What am I going to do with this moment?
It turns out I was going use the present moment to clean up my dining room while listening to Eckhart Tolle’s Stillness Speaks on cd. I bought it a few years ago, but wasn’t ready to listen to it (which specifically means I was resistant to the teachings of Tolle at the time. Something he said in one of his other works bothered me enough to delay it. I remember being pissed off, but I don’t remember why).
I have to chuckle because right there in the second chapter, Tolle says,
Most people spend their entire life imprisoned within the confines of their own thoughts. They never go beyond a narrow, mind-made, personalized sense of self that is conditioned by the past.

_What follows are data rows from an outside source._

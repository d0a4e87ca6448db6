use ratatui::{
    Frame,
    layout::{Constraint, Direction, Layout},
};

use crate::controller::RowActions;

use super::components::{render_draft, render_footer, render_list, render_popup};

pub struct UiContext<'a> {
    pub title: &'a str,
    pub rows: &'a [RowRender],
    pub selected: Option<usize>,
    pub list_focused: bool,
    pub draft: DraftRender<'a>,
    pub status_message: &'a str,
    pub status_tone: StatusTone,
    pub help: Option<&'a str>,
    pub picker: Option<PickerRender<'a>>,
}

#[derive(Debug, Clone, Copy, PartialEq, Eq)]
pub enum StatusTone {
    Info,
    Success,
    Warning,
}

/// One committed entry as shown in the list.
pub struct RowRender {
    pub summary: String,
    pub item_type: Option<String>,
    pub actions: RowActions,
    pub editing: bool,
}

pub struct DraftRender<'a> {
    pub heading: String,
    pub fields: &'a [FieldRender],
    /// Focused field, when keyboard focus is on the draft.
    pub cursor: Option<usize>,
}

pub struct FieldRender {
    pub label: String,
    pub value: String,
    pub placeholder: bool,
    pub error: Option<String>,
    pub choice: bool,
}

pub struct PickerRender<'a> {
    pub title: &'a str,
    pub filter: &'a str,
    pub options: Vec<&'a str>,
    pub selected: usize,
}

pub fn draw(frame: &mut Frame<'_>, ctx: UiContext<'_>) {
    let draft_height = (ctx.draft.fields.len() as u16).saturating_add(3);
    let chunks = Layout::default()
        .direction(Direction::Vertical)
        .constraints([
            Constraint::Min(5),
            Constraint::Length(draft_height),
            Constraint::Length(4),
        ])
        .split(frame.area());

    render_list(frame, chunks[0], &ctx);
    render_draft(frame, chunks[1], &ctx.draft, ctx.picker.is_none());
    render_footer(frame, chunks[2], &ctx);

    if let Some(picker) = ctx.picker {
        render_popup(frame, picker);
    }
}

I humbly submit that when we are ready to commit to real healing, we will find it. We need to move beyond the conditioning of our minds. And, I’m finding something more exiciting about it, in my journey. As Goethe would say,
Until one is committed there is hesitancy, a chance to draw back. Always ineffectiveness concerning all acts of initiative and creation. There is one elementary proof – the ignorance of which kills countless ideas and splendid plans. This is, that the moment one definitely commits oneself, then providence moves too. All sorts of things occur to help one, that would never have otherwise occurred. A whole stream of events issue from the decision, raising in one’s favour all manner of unforeseen incidents and material assistance, which no man could have dreamed would come his way. Whatever you can do or dream you can, begin it. Boldness has power and magic in it, begin it now.
Yeah, I do get amazed because I am reminded in so many ways in my own life that this is true.